Sa dernière journée de travail fut le 9 décembre. Elle se doutait bien qu’il s’agirait d’un vendredi chargé en émotions.

« Il y a un professeur qui est venu me chercher et il m’a dit qu’un élève voulait me voir. Il m’a expliqué que la technicienne en éducation spécialisée (TES) était occupée et que l’élève était en crise. Je sors de mon local et lorsque j’ai franchi les portes des escaliers du haut, c’est là que j’ai vu une haie d’honneur des enfants de la maternelle à la 6e année. Ils m’ont amenée au gymnase en m’applaudissant. Wow. Je ne pleurais pas et je ne voulais pas pleurer pour que ça reste un moment joyeux pour les enfants. Ils m’ont chanté des chansons et ils m’ont apporté une grosse carte que tout le monde a signée », raconte-t-elle.

« J’ai eu des hommages, des câlins, des remerciements. C’était très émouvant et j’avais le cœur gros. Les parents aussi ont défilé toute la journée pour venir me porter des cadeaux, des cartes et des mots. Il y a même des parents dont les enfants ne sont plus ici qui sont venus me voir. Je suis rentrée chez moi et à 17h30, je revenais ici parce qu’on se faisait fêter Josée Lampron et moi. On a eu droit à toute une fête! »

Luce continue d’aller « faire son p’tit tour » de temps en temps parce qu’elle n’est pas tout à fait prête à s’exiler complètement, du moins pour le moment. 

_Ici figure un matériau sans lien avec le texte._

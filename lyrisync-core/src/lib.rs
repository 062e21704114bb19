pub mod ass;
pub mod cache;
pub mod clock;
pub mod config;
pub mod detect;
pub mod error;
pub mod export;
pub mod frame;
pub mod lrc;
pub mod model;
pub mod parser;
pub mod paths;
pub mod playback;
pub mod resolver;
pub mod schedule;
pub mod scroll;
pub mod srt;
pub mod sync;
pub mod time;

pub use ass::{AssOptions, StyleRole};
pub use cache::{TrackInfo, TrackInfoCache};
pub use clock::{line_progress, lrc_segment_progress, word_progress, VisualClock};
pub use config::{
    AssStyleConfig, ClockConfig, LoggingConfig, LyrisyncConfig, ParseConfig, ScrollConfig,
    SyncConfig,
};
pub use detect::{detect_format, resolve_format};
pub use error::{CoreError, Result};
pub use export::stringify;
pub use frame::{FrameDriver, FrameTick};
pub use lrc::{LrcFile, LrcMetadata};
pub use model::{Format, KaraokeTiming, KaraokeWord, LrcKaraoke, LyricLine};
pub use parser::{parse, parse_with_options, LineParser, ParseOptions};
pub use paths::{config_dir, config_path, log_path, CONFIG_DIR_NAME, CONFIG_FILE_NAME, LOG_FILE_NAME};
pub use playback::{PlaybackSample, TrackId};
pub use resolver::{resolve_active_index, resolve_with_lookahead, LOOKAHEAD_SECS};
pub use schedule::{ChunkedParser, LoadTicket, ParseGeneration, DEFAULT_CHUNK_SIZE};
pub use scroll::{LineBox, ScrollAnimation, ScrollCommand, ScrollSynchronizer, Viewport};
pub use sync::{Layout, SyncEngine, SyncEvent};
pub use time::SecondsExt;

« J’ai le cœur gros de laisser mon école et de laisser mon équipe. C’est tout le côté social qui va me manquer. Par contre, je leur ai dit que je viendrais faire du remplacement et du bénévolat lorsqu’ils ont besoin de moi. S’ils ont besoin de moi un midi, je ne suis pas loin. Selon mes heures, lorsque je suis disponible, ça va me faire plaisir de venir », lance-t-elle, tout sourire.

« La réalisation de soi, venir chercher l’énergie des jeunes et le côté social vont me manquer. Mais bon, c’est sûr que ça allait venir un jour. On a des projets de retraite. Je suis une skieuse et on vient d’acheter un condo dans les pentes de ski de Stoneham, alors c’est un beau projet de retraite. Notre rêve, c’est vraiment d’aller dans les Alpes françaises », confie-t-elle.

Et la recette?

Il est moins commun de nos jours qu’une personne ait la chance de travailler toute sa vie au même endroit. Quelle fut la recette gagnante de la Trifluvienne? 

« Dans la vie, tu peux faire juste ton travail, point. Il a une autre option: t’intégrer aux autres. Ici, je me suis intégrée dans l’école et je me suis intégrée dans mon équipe-école. J’ai décidé de me trouver des défis et de monter des projets avec mon équipe-école. Le marché aux puces en est un bel exemple. C’est un parent bénévole, Lucie Dallaire, et moi qui avons décidé de lancer ça dans le temps. On est rendu à la 23e édition », explique-t-elle.

« Au fil des ans, il y a des parents qui m’aidaient à chapeauter le marché et ils sont partis. J’ai continué de le chapeauter jusqu’à l’an dernier. C’est un projet très éducatif puisque nos professeurs en font un projet de classe où l’enfant part d’une idée de vente jusqu’à sa création. C’est vraiment de l’entrepreneuriat. L’enfant fait les démarches, fait la conception, l’emballage et l’élaboration du prix. Le jour du marché aux puces, il vend les choses avec son professeur – sous forme de rotation – à leur table. Ce sont de tels défis qui te motivent et qui te rendent heureux. Je suis une technicienne de gestion, oui, mais ça me faisait réaliser comme éducatrice parce que je suis une éducatrice au fond de moi », conclut-elle.